Can I have an MRI with a piercing in?

It depends entirely on the material. MR Safe materials such as BioFlex medical-grade polymer and PTFE can stay in place with no qualification needed. MR Conditional materials like implant-grade titanium (ASTM F136) are generally accepted by radiographers at field strengths of 3T or below, though the final decision belongs to the scanning facility. MR Unsafe materials such as ferromagnetic steel, magnetic clasps, silver, and unknown-grade "surgical steel" must be removed before entering the MRI suite. The risk is not just image artifact: ferromagnetic objects experience significant force displacement in a high-field magnet, and conducting loops can cause RF heating and burns. The MRI Safety Checker on this page classifies your specific material under ASTM F2503 so you can have that conversation with the radiographer using the correct clinical terminology.

What is the difference between nickel content and nickel release rate?

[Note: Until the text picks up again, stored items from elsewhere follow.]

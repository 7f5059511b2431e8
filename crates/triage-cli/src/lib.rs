//! Triage CLI library.
//!
//! This library provides the core functionality for the `triage` command-line
//! interface: argument parsing, command execution, and output formatting.

pub mod cli;
pub mod commands;
pub mod error;
pub mod output;

pub use cli::{Cli, Command};
pub use error::{CliError, Result};
pub use output::{Formatter, OutputFormat};
//! Evaluate tool - Produce a Verdict for one issue

use crate::error::McpError;
use serde_json::Value;
use triage_domain::Verdict;
use triage_engine::{EvaluationRequest, TriageEngine};

/// Handle triage_evaluate tool invocation
///
/// The arguments are an `EvaluationRequest`. When the request carries no
/// catalog source, `default_catalog` is used instead.
pub fn handle_evaluate(
    engine: &TriageEngine,
    default_catalog: Option<&str>,
    arguments: Value,
) -> Result<Verdict, McpError> {
    let mut request: EvaluationRequest =
        serde_json::from_value(arguments).map_err(|e| McpError::InvalidParams(e.to_string()))?;

    if request.rule_catalog_source.is_none() {
        request.rule_catalog_source = default_catalog.map(str::to_string);
    }

    Ok(engine.evaluate(&request)?)
}

#[cfg(test)]
mod tests {
    use super::*;
    use serde_json::json;

    #[test]
    fn test_missing_target_is_invalid_params() {
        let engine = TriageEngine::new();
        let err = handle_evaluate(&engine, None, json!({"evaluationTimestamp": 0})).unwrap_err();
        assert_eq!(err.error_code(), -32602);
    }

    #[test]
    fn test_default_catalog_applies() {
        let engine = TriageEngine::new();
        let catalog = "[[areas]]\nname = \"vcs\"\nkeywords = [\"git\"]\nowners = [\"dana\"]\n";
        let verdict = handle_evaluate(
            &engine,
            Some(catalog),
            json!({
                "targetSignalSet": {"id": 3, "title": "git push hangs", "createdAt": 0},
                "evaluationTimestamp": 60
            }),
        )
        .unwrap();
        assert_eq!(verdict.recommended_assignees, vec!["dana".to_string()]);
    }
}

Nickel content is the percentage of nickel by mass in the alloy: 316LVM implant-grade steel contains 10 to 14% nickel. Nickel release rate, measured under EN 1811, is how much of that nickel actually leaches from the surface into simulated sweat over one week, expressed in ug/cm2/week. The difference is the passivation layer: a stable chromium oxide film on the surface of implant-grade steel acts as a barrier that prevents nickel ions from migrating into tissue. 316LVM typically releases only 0.05 to 0.12 ug/cm2/week despite its high nickel content, well below the 0.2 ug/cm2/week EU limit for piercing jewellery. Nickel silver, by contrast, releases 3 to 6 ug/cm2/week despite similar nickel content, because it forms no effective protective oxide. The Nickel Release Calculator on this page models these release rates so you know which materials are actually safe regardless of their composition on paper.